## Work item
Among the lines of the records, count those containing the word "deletes", then give the number alone.

# # # #

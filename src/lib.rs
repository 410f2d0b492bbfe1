//! Infer serializer classes from one sample JSON document.
//!
//! `JSON text → inference::infer → ShapeTree → lower::emit → Vec<Definition>
//! → codegen::Codegen → text`. Each stage is a pure function of its input.
pub mod codegen;
pub mod config;
pub mod error;
pub mod inference;
pub mod ir;
pub mod lower;
pub mod path_de;

pub use config::GeneratorConfig;
pub use error::{Error, Result};
pub use inference::{classify_scalar, infer, FieldKind, FieldSlot, ShapeTree};
pub use ir::Definition;

use serde_json::{Map, Value};

/// Definitions for an already-parsed top-level object.
pub fn definitions_for(object: &Map<String, Value>, config: &GeneratorConfig) -> Result<Vec<Definition>> {
    config.validate()?;
    let shape = infer(object);
    Ok(lower::emit(&shape, config))
}

/// Render definitions for an already-parsed top-level object.
pub fn generate_from_object(object: &Map<String, Value>, config: &GeneratorConfig) -> Result<String> {
    let defs = definitions_for(object, config)?;
    let mut cg = codegen::Codegen::new();
    cg.emit(&defs);
    Ok(cg.into_string())
}

/// JSON text in, serializer source out.
pub fn generate(json_src: &str, config: &GeneratorConfig) -> Result<String> {
    let object = path_de::parse_object(json_src)?;
    generate_from_object(&object, config)
}
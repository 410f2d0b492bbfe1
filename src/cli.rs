//! Minimal CLI: infer → (shape | serializer)
use std::io::Read;
use std::path::{Path, PathBuf};

use anyhow::{Context, Result};
use clap::{ArgAction, Args, Parser, Subcommand};
use serde_json::{Map, Value};

use json_serializer_gen::config::{DEFAULT_ROOT_NAME, DEFAULT_SUFFIX};
use json_serializer_gen::{path_de, GeneratorConfig};

// ————————————————————————————————————————————————————————————————————————————
// TYPES
// ————————————————————————————————————————————————————————————————————————————

/// infer structure from a sample JSON document and output either the inferred shape or serializer classes
#[derive(Parser, Debug)]
#[command(version)]
pub struct CommandLineInterface {
    /// more logging on stderr (-v info, -vv debug, -vvv trace); RUST_LOG overrides
    #[arg(short, long, global = true, action = ArgAction::Count)]
    pub verbose: u8,

    #[command(subcommand)]
    cmd: Command,
}

#[derive(Subcommand, Debug)]
enum Command {
    /// infer and print the shape tree as JSON (debug view)
    Shape(ShapeOut),
    /// infer and emit serializer classes
    Serializer(SerializerOut),
}

#[derive(Args, Debug, Clone)]
struct InputSettings {
    /// JSON Pointer to select a subnode of the document (e.g. /data/items/0)
    #[arg(long)]
    json_pointer: Option<String>,

    /// input JSON file, or '-' for stdin
    #[arg(long, short, default_value = "-")]
    input: String,
}

#[derive(clap::Parser, Debug)]
struct ShapeOut {
    #[command(flatten)]
    input_settings: InputSettings,

    /// output .json file (stdout if omitted)
    #[arg(short, long)]
    out: Option<PathBuf>,

    /// debugging
    #[arg(long)]
    no_op: bool,
}

#[derive(clap::Parser, Debug)]
struct SerializerOut {
    #[command(flatten)]
    input_settings: InputSettings,

    /// top-level serializer class name
    #[arg(long, default_value = DEFAULT_ROOT_NAME)]
    root_name: String,

    /// naming suffix shared by all generated classes
    #[arg(long, default_value = DEFAULT_SUFFIX)]
    suffix: String,

    /// output .py file (stdout if omitted)
    #[arg(short, long)]
    out: Option<PathBuf>,

    /// debugging
    #[arg(long)]
    no_op: bool,
}

// ————————————————————————————————————————————————————————————————————————————
// IMPLEMENTATION
// ————————————————————————————————————————————————————————————————————————————

impl InputSettings {
    fn load(&self) -> Result<Map<String, Value>> {
        let source = if self.input == "-" {
            let mut buf = String::new();
            std::io::stdin().read_to_string(&mut buf).context("failed to read stdin")?;
            buf
        } else {
            std::fs::read_to_string(&self.input)
                .with_context(|| format!("failed to read source file {}", self.input))?
        };
        let value = path_de::parse_with_path(&source)
            .with_context(|| format!("failed to parse JSON source ({})", self.input))?;
        let object = path_de::select_object(value, self.json_pointer.as_deref())
            .with_context(|| format!("unusable JSON source ({})", self.input))?;
        tracing::info!(input = %self.input, keys = object.len(), "loaded document");
        Ok(object)
    }
}

impl SerializerOut {
    fn config(&self) -> GeneratorConfig {
        GeneratorConfig::new()
            .with_root_name(&self.root_name)
            .with_suffix(&self.suffix)
    }
}

impl CommandLineInterface {
    pub fn load() -> Self {
        Self::parse()
    }

    pub fn run(&self) -> Result<()> {
        match &self.cmd {
            Command::Shape(target) => {
                // debug path
                if target.no_op {
                    eprintln!("{self:#?}");
                    return Ok(())
                }
                let object = target.input_settings.load()?;
                let shape = json_serializer_gen::infer(&object);
                let mut shape_src = serde_json::to_string_pretty(&shape)?;
                shape_src.push('\n');
                write_output(target.out.as_deref(), &shape_src)
            }
            Command::Serializer(target) => {
                // debug path
                if target.no_op {
                    eprintln!("{self:#?}");
                    return Ok(())
                }
                let config = target.config();
                config.validate()?;
                let object = target.input_settings.load()?;
                let src = json_serializer_gen::generate_from_object(&object, &config)?;
                tracing::info!(root = %config.root_name, classes = src.matches("class ").count(), "generated serializers");
                write_output(target.out.as_deref(), &src)
            }
        }
    }
}

// ————————————————————————————————————————————————————————————————————————————
// INTERNAL HELPERS
// ————————————————————————————————————————————————————————————————————————————

fn write_output(out: Option<&Path>, src: &str) -> Result<()> {
    match out {
        Some(out) => {
            if let Some(parent) = out.parent() {
                std::fs::create_dir_all(parent)
                    .with_context(|| format!("failed to create {}", parent.display()))?;
            }
            std::fs::write(out, src).with_context(|| format!("failed to write {}", out.display()))?;
            tracing::info!(path = %out.display(), "wrote output");
        }
        None => print!("{src}"),
    }
    Ok(())
}
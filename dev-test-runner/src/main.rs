//! Run every fixture through the generator and check the output invariants:
//! unique definition names and declaration before use.
use std::path::{Path, PathBuf};

use anyhow::{bail, Context, Result};
use colored::Colorize;
use rayon::prelude::*;

use json_serializer_gen::ir::{first_duplicate_name, first_forward_reference};
use json_serializer_gen::{definitions_for, path_de, GeneratorConfig};

const DEFAULT_PATTERN: &str = concat!(env!("CARGO_MANIFEST_DIR"), "/../fixtures/*.json");

fn check_fixture(path: &Path) -> Result<usize> {
    let source = std::fs::read_to_string(path)
        .with_context(|| format!("failed to read {}", path.display()))?;
    let object = path_de::parse_object(&source)?;
    let defs = definitions_for(&object, &GeneratorConfig::default())?;
    if let Some(name) = first_duplicate_name(&defs) {
        bail!("definition `{name}` is declared twice");
    }
    if let Some((referrer, target)) = first_forward_reference(&defs) {
        bail!("`{referrer}` references `{target}` before it is declared");
    }
    Ok(defs.len())
}

fn main() -> Result<()> {
    let pattern = std::env::args().nth(1).unwrap_or_else(|| DEFAULT_PATTERN.to_string());
    let paths = glob::glob(&pattern)?.collect::<Result<Vec<PathBuf>, _>>()?;
    if paths.is_empty() {
        bail!("glob pattern matched no files: {pattern}");
    }

    let results: Vec<(PathBuf, Result<usize>)> = paths
        .into_par_iter()
        .map(|path| {
            let result = check_fixture(&path);
            (path, result)
        })
        .collect();

    let mut failed = 0usize;
    for (path, result) in &results {
        match result {
            Ok(count) => eprintln!("{} {} ({count} definitions)", "✅".green(), path.display()),
            Err(error) => {
                failed += 1;
                eprintln!("{} {}: {error:#}", "❌".red(), path.display());
            }
        }
    }
    if failed > 0 {
        bail!("{failed} of {} fixtures failed", results.len());
    }
    Ok(())
}
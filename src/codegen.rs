//! Render definitions as source text.
//!
//! The class syntax and field-type vocabulary belong to the target framework,
//! so they live behind [`Dialect`]. [`DrfDialect`] writes Django REST framework
//! serializers.
use crate::inference::{ElementKind, FieldKind};
use crate::ir::{Definition, FieldType};

// ————————————————————————————————————————————————————————————————————————————
// DIALECT
// ————————————————————————————————————————————————————————————————————————————

pub trait Dialect {
    /// Opening line of a definition block.
    fn header(&self, name: &str) -> String;
    fn kind(&self, kind: FieldKind) -> String;
    fn reference(&self, name: &str) -> String;
    fn list_of(&self, name: &str) -> String;
    fn field_line(&self, field: &str, ty: &str) -> String;
    /// Body line for a definition with no fields.
    fn empty_body(&self) -> String;
}

#[derive(Debug, Clone, Copy, Default)]
pub struct DrfDialect;

const INDENT: &str = "    ";

impl DrfDialect {
    fn element(elem: ElementKind) -> &'static str {
        match elem {
            ElementKind::Integer => "IntegerField",
            ElementKind::Float => "FloatField",
            ElementKind::Boolean => "BooleanField",
            ElementKind::String => "CharField",
            ElementKind::GenericMap => "DictField",
        }
    }
}

impl Dialect for DrfDialect {
    fn header(&self, name: &str) -> String {
        format!("class {name}(serializers.Serializer):")
    }

    fn kind(&self, kind: FieldKind) -> String {
        match kind {
            FieldKind::Integer => "serializers.IntegerField()".to_string(),
            FieldKind::Float => "serializers.FloatField()".to_string(),
            FieldKind::Boolean => "serializers.BooleanField()".to_string(),
            FieldKind::String => "serializers.CharField()".to_string(),
            FieldKind::GenericMap => "serializers.DictField()".to_string(),
            FieldKind::UntypedList => "serializers.ListField()".to_string(),
            FieldKind::List(elem) => {
                format!("serializers.ListField(child=serializers.{}())", Self::element(elem))
            }
        }
    }

    fn reference(&self, name: &str) -> String {
        format!("{name}()")
    }

    fn list_of(&self, name: &str) -> String {
        format!("serializers.ListField(child={name}())")
    }

    fn field_line(&self, field: &str, ty: &str) -> String {
        format!("{INDENT}{field} = {ty}")
    }

    fn empty_body(&self) -> String {
        format!("{INDENT}pass")
    }
}

// ————————————————————————————————————————————————————————————————————————————
// CODEGEN
// ————————————————————————————————————————————————————————————————————————————

/// Accumulates rendered lines; blocks are written back to back.
pub struct Codegen<D: Dialect = DrfDialect> {
    dialect: D,
    lines: Vec<String>,
}

impl Codegen<DrfDialect> {
    pub fn new() -> Self {
        Self::with_dialect(DrfDialect)
    }
}

impl Default for Codegen<DrfDialect> {
    fn default() -> Self {
        Self::new()
    }
}

impl<D: Dialect> Codegen<D> {
    pub fn with_dialect(dialect: D) -> Self {
        Self { dialect, lines: Vec::new() }
    }

    pub fn emit(&mut self, defs: &[Definition]) {
        for def in defs {
            self.emit_definition(def);
        }
    }

    fn emit_definition(&mut self, def: &Definition) {
        self.lines.push(self.dialect.header(&def.name));
        if def.fields.is_empty() {
            self.lines.push(self.dialect.empty_body());
        }
        for field in &def.fields {
            let ty = match &field.ty {
                FieldType::Kind(kind) => self.dialect.kind(*kind),
                FieldType::Reference(name) => self.dialect.reference(name),
                FieldType::ListOf(name) => self.dialect.list_of(name),
            };
            self.lines.push(self.dialect.field_line(&field.name, &ty));
        }
    }

    pub fn lines(&self) -> &[String] {
        &self.lines
    }

    /// Newline-terminated text of everything emitted so far.
    pub fn into_string(self) -> String {
        let mut out = String::new();
        for line in self.lines {
            out.push_str(&line);
            out.push('\n');
        }
        out
    }
}
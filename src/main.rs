pub mod cli;

use tracing_subscriber::EnvFilter;

fn init_logging(verbose: u8) {
    let default = match verbose {
        0 => "warn",
        1 => "info",
        2 => "debug",
        _ => "trace",
    };
    let filter = EnvFilter::try_from_default_env().unwrap_or_else(|_| EnvFilter::new(default));
    tracing_subscriber::fmt()
        .with_env_filter(filter)
        .with_writer(std::io::stderr)
        .init();
}

fn main() {
    let command_line_interface = cli::CommandLineInterface::load();
    init_logging(command_line_interface.verbose);
    if let Err(error) = command_line_interface.run() {
        eprintln!("Error: {error:#}");
        std::process::exit(1);
    }
}
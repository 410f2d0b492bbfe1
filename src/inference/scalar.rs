use serde::Serialize;
use serde_json::{Number, Value};

/// Emitted type of a leaf field.
#[derive(Clone, Copy, Debug, PartialEq, Eq, Hash, Serialize)]
#[serde(rename_all = "snake_case")]
pub enum FieldKind {
    Integer,
    Float,
    Boolean,
    String,
    /// Homogeneous list, typed from its first element.
    List(ElementKind),
    /// Empty list, or a list whose first element carries no usable type.
    UntypedList,
    GenericMap,
}

/// Element type of a typed list.
#[derive(Clone, Copy, Debug, PartialEq, Eq, Hash, Serialize)]
#[serde(rename_all = "snake_case")]
pub enum ElementKind {
    Integer,
    Float,
    Boolean,
    String,
    GenericMap,
}

/// Integral iff the literal was integral: `1`, `-0` and integers past
/// `u64::MAX` are integers, `1.0` and `1e2` are not. Needs serde_json's
/// `arbitrary_precision` so the literal text survives parsing.
pub fn is_integer(n: &Number) -> bool {
    !n.as_str().contains(['.', 'e', 'E'])
}

fn element_kind(first: &Value) -> Option<ElementKind> {
    match first {
        Value::Object(_) => Some(ElementKind::GenericMap),
        Value::Number(n) if is_integer(n) => Some(ElementKind::Integer),
        Value::Number(_) => Some(ElementKind::Float),
        Value::Bool(_) => Some(ElementKind::Boolean),
        Value::String(_) => Some(ElementKind::String),
        Value::Null | Value::Array(_) => None,
    }
}

/// Field kind of a value that is not expanded into a nested shape.
///
/// Pure in the value's JSON type (and, for numbers, in whether the literal is
/// integral). Null falls back to `String`; never fails.
pub fn classify_scalar(value: &Value) -> FieldKind {
    match value {
        Value::Number(n) if is_integer(n) => FieldKind::Integer,
        Value::Number(_) => FieldKind::Float,
        Value::Bool(_) => FieldKind::Boolean,
        Value::String(_) => FieldKind::String,
        Value::Array(xs) => match xs.first().and_then(element_kind) {
            Some(elem) => FieldKind::List(elem),
            None => FieldKind::UntypedList,
        },
        Value::Object(_) => FieldKind::GenericMap,
        Value::Null => FieldKind::String,
    }
}
//! CLI configuration management.
//!
//! ```text
//! Cli
//! ├── server: ServerConfig    # Host, port, shutdown, upload limit
//! └── storage: StorageConfig  # Bucket, credentials, key rules
//! ```
//!
//! All configuration can be provided via CLI arguments or environment variables.
//! Use `--help` to see all available options.
//!
//! # Example
//!
//! ```bash
//! stowage --bucket-name my-app.appspot.com --credentials /etc/gcs/key.json --port 8080
//!
//! BUCKET_NAME=my-app.appspot.com GOOGLE_APPLICATION_CREDENTIALS=/etc/gcs/key.json stowage
//! ```

mod server;
mod storage;

use std::process;

use anyhow::Context;
use clap::Parser;
use serde::{Deserialize, Serialize};
pub use server::ServerConfig;
pub use storage::StorageConfig;
use tracing_subscriber::EnvFilter;
use tracing_subscriber::layer::SubscriberExt;
use tracing_subscriber::util::SubscriberInitExt;

use crate::TRACING_TARGET_SERVER_STARTUP;

/// Complete CLI configuration.
#[derive(Debug, Clone, Parser, Serialize, Deserialize)]
#[command(name = "stowage")]
#[command(about = "Multipart upload server backed by Google Cloud Storage")]
#[command(version)]
pub struct Cli {
    /// Server network and lifecycle configuration.
    #[clap(flatten)]
    pub server: ServerConfig,

    /// Storage engine configuration.
    #[clap(flatten)]
    pub storage: StorageConfig,
}

impl Cli {
    /// Loads environment variables from .env file (if enabled) and parses CLI arguments.
    pub fn init() -> Self {
        Self::load_dotenv();
        Self::parse()
    }

    /// Loads environment variables from .env file if the dotenv feature is enabled.
    #[cfg(feature = "dotenv")]
    fn load_dotenv() {
        if let Err(err) = dotenvy::dotenv()
            && !err.not_found()
        {
            eprintln!("Warning: failed to load .env file: {err}");
        }
    }

    /// No-op when dotenv feature is disabled.
    #[cfg(not(feature = "dotenv"))]
    fn load_dotenv() {}

    /// Initializes tracing with environment-based filtering.
    pub fn init_tracing() {
        let filter = EnvFilter::try_from_default_env().unwrap_or_else(|_| EnvFilter::new("info"));

        tracing_subscriber::registry()
            .with(filter)
            .with(tracing_subscriber::fmt::layer())
            .init();
    }

    /// Validates all configuration values.
    pub fn validate(&self) -> anyhow::Result<()> {
        self.server
            .validate()
            .context("invalid server configuration")?;
        Ok(())
    }

    /// Logs configuration (no sensitive information).
    pub fn log(&self) {
        tracing::debug!(
            target: TRACING_TARGET_SERVER_STARTUP,
            version = env!("CARGO_PKG_VERSION"),
            pid = process::id(),
            arch = std::env::consts::ARCH,
            os = std::env::consts::OS,
            features = ?Self::enabled_features(),
            "Build information"
        );

        self.server.log();
        self.storage.log();
    }

    /// Returns a list of enabled compile-time features.
    fn enabled_features() -> Vec<&'static str> {
        [cfg!(feature = "dotenv").then_some("dotenv")]
            .into_iter()
            .flatten()
            .collect()
    }
}
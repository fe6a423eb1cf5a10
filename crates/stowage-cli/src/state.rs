//! Application state and dependency injection.

use std::sync::Arc;

use stowage_engine::{FileStorage, StorageClient, StorageEngine};

/// Application state.
///
/// Used for the [`State`] extraction (dependency injection).
///
/// [`State`]: axum::extract::State
#[must_use = "state does nothing unless you use it"]
#[derive(Clone)]
pub struct AppState {
    pub storage: Arc<dyn FileStorage>,
    pub client: StorageClient,
}

impl AppState {
    /// Creates state backed by `engine`.
    pub fn new(engine: StorageEngine) -> Self {
        Self {
            client: engine.client().clone(),
            storage: Arc::new(engine),
        }
    }
}

macro_rules! impl_di {
    ($($f:ident: $t:ty),+) => {$(
        impl axum::extract::FromRef<AppState> for $t {
            fn from_ref(state: &AppState) -> Self {
                state.$f.clone()
            }
        }
    )+};
}

impl_di!(storage: Arc<dyn FileStorage>);
impl_di!(client: StorageClient);
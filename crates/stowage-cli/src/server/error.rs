//! Server error types.

use std::io;

use thiserror::Error;

/// Result type for server operations.
pub type ServerResult<T> = std::result::Result<T, ServerError>;

/// Error raised while starting or running the HTTP server.
#[derive(Debug, Error)]
pub enum ServerError {
    /// Failed to bind to the specified address.
    #[error("Failed to bind to {address}: {source}")]
    BindError {
        address: String,
        #[source]
        source: io::Error,
    },

    /// Runtime server error.
    #[error("Runtime error: {0}")]
    Runtime(#[source] io::Error),

    /// In-flight requests did not finish within the shutdown timeout.
    #[error("Shutdown timed out after {0} seconds")]
    ShutdownTimeout(u64),
}

impl ServerError {
    /// Creates a bind error with address context.
    pub fn bind_error(address: &str, source: io::Error) -> Self {
        Self::BindError {
            address: address.to_string(),
            source,
        }
    }

    /// Provides a human-readable suggestion for resolving this error.
    pub fn suggestion(&self) -> Option<&'static str> {
        match self {
            Self::BindError { source, .. } => match source.kind() {
                io::ErrorKind::PermissionDenied => {
                    Some("Try using a port above 1024 or run with appropriate privileges")
                }
                io::ErrorKind::AddrInUse => Some(
                    "The port is already in use. Try a different port or stop the conflicting service",
                ),
                io::ErrorKind::AddrNotAvailable => {
                    Some("The address is not available. Check network interface configuration")
                }
                _ => Some("Check network configuration and firewall settings"),
            },
            Self::Runtime(err) => match err.kind() {
                io::ErrorKind::PermissionDenied => Some("Check file and network permissions"),
                io::ErrorKind::Interrupted => Some("The operation was interrupted, you may retry"),
                _ => None,
            },
            Self::ShutdownTimeout(_) => {
                Some("Increase SHUTDOWN_TIMEOUT if large uploads are routinely cut off")
            }
        }
    }
}

#[cfg(test)]
mod tests {
    use super::*;

    #[test]
    fn bind_errors_have_suggestions() {
        let err = ServerError::bind_error(
            "127.0.0.1:80",
            io::Error::new(io::ErrorKind::PermissionDenied, "permission denied"),
        );

        assert!(err.to_string().contains("127.0.0.1:80"));
        assert!(err.suggestion().is_some());
    }

    #[test]
    fn unknown_runtime_errors_have_no_suggestion() {
        let err = ServerError::Runtime(io::Error::other("test"));
        assert!(err.suggestion().is_none());
    }
}
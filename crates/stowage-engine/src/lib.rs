#![forbid(unsafe_code)]
#![cfg_attr(docsrs, feature(doc_cfg))]
#![doc = include_str!("../README.md")]

// Tracing target constants for consistent logging
pub const TRACING_TARGET_ENGINE: &str = "stowage_engine::engine";
pub const TRACING_TARGET_CLIENT: &str = "stowage_engine::client";
pub const TRACING_TARGET_HOOKS: &str = "stowage_engine::hooks";
pub const TRACING_TARGET_UPLOAD: &str = "stowage_engine::upload";
pub const TRACING_TARGET_DELETE: &str = "stowage_engine::delete";

pub mod client;
mod credentials;
mod engine;
mod error;
mod file;
pub mod hooks;
mod mime_map;
pub mod naming;
mod options;

#[doc(hidden)]
pub mod prelude;

pub use crate::client::{
    AccessControl, BucketRef, GcsAccessControl, NoopAccessControl, ObjectRef, PutOutput,
    RemoveOutput, StorageClient,
};
pub use crate::credentials::{Credentials, ServiceAccountKey};
pub use crate::engine::{FileStorage, StorageEngine, StorageEngineBuilder};
pub use crate::error::{BoxError, Error, Operation, Result};
pub use crate::file::{ByteStream, FileInfo, IncomingFile, StoredFile};
pub use crate::hooks::{HookName, HookResult, Hooks};
pub use crate::mime_map::{MimeMap, WILDCARD};
pub use crate::naming::NamingRules;
pub use crate::options::{EngineConfig, StorageOptions};
//! All `axum::`[`Router`]s with related handlers.
//!
//! | Route | Handler |
//! |---|---|
//! | `POST /files` | stores every file part of a multipart body |
//! | `DELETE /files/{name}` | removes the object `name` was stored as |
//! | `GET /health` | checks that the bucket answers |
//!
//! [`Router`]: axum::routing::Router

mod error;
mod files;
mod health;
mod response;

use axum::Router;
use axum::extract::DefaultBodyLimit;
use axum::response::{IntoResponse, Response};

pub use crate::handler::error::{Error, ErrorKind, Result};
use crate::state::AppState;

#[inline]
async fn fallback() -> Response {
    ErrorKind::NotFound.into_response()
}

/// Returns the application router.
///
/// Request bodies are capped at `max_upload_bytes`.
pub fn routes(state: AppState, max_upload_bytes: usize) -> Router {
    Router::new()
        .merge(files::routes())
        .merge(health::routes())
        .fallback(fallback)
        .layer(DefaultBodyLimit::max(max_upload_bytes))
        .with_state(state)
}

#[cfg(test)]
mod test {
    use std::sync::Arc;
    use std::sync::atomic::{AtomicUsize, Ordering};

    use axum::http::StatusCode;
    use axum_test::TestServer;
    use axum_test::multipart::{MultipartForm, Part};
    use serde_json::Value;
    use stowage_engine::{Hooks, StorageClient, StorageEngine, StorageOptions};

    use super::routes;
    use crate::state::AppState;

    const LIMIT: usize = 1024;

    /// Returns a new [`TestServer`] over an in-memory bucket.
    fn create_test_server(
        options: StorageOptions,
        hooks: Hooks,
    ) -> anyhow::Result<(TestServer, StorageClient)> {
        let client = StorageClient::in_memory("media");
        let engine = StorageEngine::builder(options)
            .client(client.clone())
            .hooks(hooks)
            .build()?;
        let server = TestServer::new(routes(AppState::new(engine), LIMIT))?;
        Ok((server, client))
    }

    fn text_file(name: &str, body: &'static str) -> Part {
        Part::bytes(body.as_bytes())
            .file_name(name)
            .mime_type("text/plain")
    }

    #[tokio::test]
    async fn upload_stores_files() -> anyhow::Result<()> {
        let options = StorageOptions::new("media").with_directory_path("docs");
        let (server, client) = create_test_server(options, Hooks::new())?;

        let form = MultipartForm::new()
            .add_text("note", "not a file")
            .add_part("file", text_file("a.txt", "hello"))
            .add_part("file", text_file("b.md", "# b"));
        let response = server.post("/files").multipart(form).await;

        response.assert_status(StatusCode::CREATED);
        let body: Value = response.json();
        let stored = body.as_array().unwrap();
        assert_eq!(stored.len(), 2);
        assert_eq!(stored[0]["path"], "docs/a.txt");
        assert_eq!(stored[0]["bucket"], "media");
        assert_eq!(stored[0]["size"], 5);
        assert_eq!(stored[1]["path"], "docs/b.md");

        let meta = client.bucket().file("docs/a.txt").head().await?;
        assert_eq!(meta.size, 5);
        Ok(())
    }

    #[tokio::test]
    async fn upload_without_files_is_rejected() -> anyhow::Result<()> {
        let (server, _) = create_test_server(StorageOptions::new("media"), Hooks::new())?;

        let form = MultipartForm::new().add_text("note", "no files here");
        let response = server.post("/files").multipart(form).await;

        response.assert_status(StatusCode::BAD_REQUEST);
        Ok(())
    }

    #[tokio::test]
    async fn non_multipart_body_is_rejected() -> anyhow::Result<()> {
        let (server, _) = create_test_server(StorageOptions::new("media"), Hooks::new())?;

        let response = server.post("/files").text("plain body").await;

        response.assert_status(StatusCode::BAD_REQUEST);
        Ok(())
    }

    #[tokio::test]
    async fn oversized_upload_is_rejected() -> anyhow::Result<()> {
        let (server, client) = create_test_server(StorageOptions::new("media"), Hooks::new())?;

        let big = vec![b'x'; LIMIT * 2];
        let form = MultipartForm::new().add_part("file", Part::bytes(big).file_name("big.bin"));
        let response = server.post("/files").multipart(form).await;

        response.assert_status(StatusCode::PAYLOAD_TOO_LARGE);
        assert!(client.bucket().file("big.bin").head().await.is_err());
        Ok(())
    }

    #[tokio::test]
    async fn hook_rejection_is_unprocessable() -> anyhow::Result<()> {
        let hooks = Hooks::new().before_upload(|_, request, _| {
            match request.headers.get("x-api-key") {
                Some(_) => Ok(()),
                None => Err("missing api key".into()),
            }
        });
        let (server, _) = create_test_server(StorageOptions::new("media"), hooks)?;

        let form = MultipartForm::new().add_part("file", text_file("a.txt", "hello"));
        let response = server.post("/files").multipart(form).await;
        response.assert_status(StatusCode::UNPROCESSABLE_ENTITY);
        let body: Value = response.json();
        assert_eq!(body["resource"], "beforeUpload");

        let form = MultipartForm::new().add_part("file", text_file("a.txt", "hello"));
        let response = server
            .post("/files")
            .add_header("x-api-key", "secret")
            .multipart(form)
            .await;
        response.assert_status(StatusCode::CREATED);
        Ok(())
    }

    #[tokio::test]
    async fn delete_removes_stored_file() -> anyhow::Result<()> {
        let deletes = Arc::new(AtomicUsize::new(0));
        let counter = Arc::clone(&deletes);
        let hooks = Hooks::new().after_delete(move |_, request, _, object, _| {
            assert_eq!(request.uri.path(), "/files/a.txt");
            assert_eq!(object.key(), "a.txt");
            counter.fetch_add(1, Ordering::SeqCst);
            Ok(())
        });
        let (server, client) = create_test_server(StorageOptions::new("media"), hooks)?;

        let form = MultipartForm::new().add_part("file", text_file("a.txt", "hello"));
        server
            .post("/files")
            .multipart(form)
            .await
            .assert_status(StatusCode::CREATED);

        let response = server.delete("/files/a.txt").await;
        response.assert_status_ok();
        let body: Value = response.json();
        assert_eq!(body["path"], "a.txt");

        assert!(client.bucket().file("a.txt").head().await.is_err());
        assert_eq!(deletes.load(Ordering::SeqCst), 1);
        Ok(())
    }

    #[tokio::test]
    async fn delete_missing_file_succeeds() -> anyhow::Result<()> {
        let (server, _) = create_test_server(StorageOptions::new("media"), Hooks::new())?;

        let response = server.delete("/files/never-uploaded.txt").await;
        response.assert_status_ok();
        Ok(())
    }

    #[tokio::test]
    async fn health_reports_bucket() -> anyhow::Result<()> {
        let (server, _) = create_test_server(StorageOptions::new("media"), Hooks::new())?;

        let response = server.get("/health").await;
        response.assert_status_ok();
        let body: Value = response.json();
        assert_eq!(body["status"], "ok");
        assert_eq!(body["bucket"], "media");
        Ok(())
    }

    #[tokio::test]
    async fn unknown_route_is_not_found() -> anyhow::Result<()> {
        let (server, _) = create_test_server(StorageOptions::new("media"), Hooks::new())?;

        let response = server.get("/nope").await;
        response.assert_status_not_found();
        Ok(())
    }
}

# # # #

## Written solution
3